#### EXTRACTED INFORMATION ####

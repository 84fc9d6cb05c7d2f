use core_types::{FinancialDataRecord, MetricCategory, MetricResult};
use metrics::{
    activity, advanced, banking, cashflow, insurance, intermediate, leverage, liquidity, market,
    profitability, riskmodels, MetricError,
};
use serde::{Deserialize, Serialize};

/// The signature every registered metric function shares.
pub type MetricFn = fn(&FinancialDataRecord) -> Result<MetricResult, MetricError>;

/// The closed set of metrics the engine can compute. Adding a variant without
/// wiring its name and function is a compile error, so an unresolvable
/// selection can only come from caller input, never from a wiring gap.
#[derive(Debug, Clone, Copy, PartialEq, Eq, Hash, Serialize, Deserialize)]
pub enum MetricId {
    // Liquidity
    CurrentRatio,
    QuickRatio,
    CashRatio,
    OperatingCashFlowRatio,
    WorkingCapital,
    NetWorkingCapitalRatio,
    DefensiveInterval,
    // Leverage
    DebtToEquity,
    DebtRatio,
    EquityRatio,
    EquityMultiplier,
    InterestCoverage,
    DebtServiceCoverage,
    LongTermDebtToCapitalization,
    CashFlowToDebt,
    // Profitability
    GrossMargin,
    OperatingMargin,
    NetMargin,
    EbitdaMargin,
    PretaxMargin,
    ReturnOnAssets,
    ReturnOnEquity,
    ReturnOnSales,
    ReturnOnCapitalEmployed,
    ReturnOnInvestedCapital,
    // Activity
    InventoryTurnover,
    ReceivablesTurnover,
    PayablesTurnover,
    AssetTurnover,
    FixedAssetTurnover,
    WorkingCapitalTurnover,
    DaysSalesOutstanding,
    DaysInventoryOutstanding,
    DaysPayablesOutstanding,
    OperatingCycle,
    CashConversionCycle,
    // Market
    EarningsPerShare,
    PriceToEarnings,
    PriceToBook,
    PriceToSales,
    EarningsYield,
    DividendYield,
    DividendPayout,
    BookValuePerShare,
    MarketToBook,
    PegRatio,
    // Banking
    NetInterestMargin,
    LoanToDeposit,
    CapitalAdequacy,
    NplRatio,
    CostToIncome,
    ProvisionCoverage,
    // Insurance
    LossRatio,
    ExpenseRatio,
    CombinedRatio,
    RetentionRatio,
    SolvencyRatio,
    // Cash flow
    OperatingCashFlowMargin,
    FreeCashFlow,
    FcfYield,
    CapexRatio,
    CashFlowCoverage,
    CashReturnOnAssets,
    // Intermediate
    ContributionMargin,
    BreakEvenPoint,
    MarginOfSafety,
    DegreeOfOperatingLeverage,
    DegreeOfFinancialLeverage,
    // Risk models
    AltmanZScore,
    CapmExpectedReturn,
    MonteCarloVar,
    ModifiedDuration,
    Convexity,
    // Advanced valuation
    DuPontRoe,
    DiscountedCashFlow,
    GordonGrowthValue,
    EconomicValueAdded,
    MarketValueAdded,
    FreeCashFlowToEquity,
    FreeCashFlowToFirm,
    BlackScholesCall,
    BlackScholesPut,
    BinomialOptionPrice,
    SustainableGrowthRate,
    GrahamNumber,
}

####

The lines to return are those with the string "MetricError" in them; copy each from the entries above.

    profitability, riskmodels, MetricError,
pub type MetricFn = fn(&FinancialDataRecord) -> Result<MetricResult, MetricError>;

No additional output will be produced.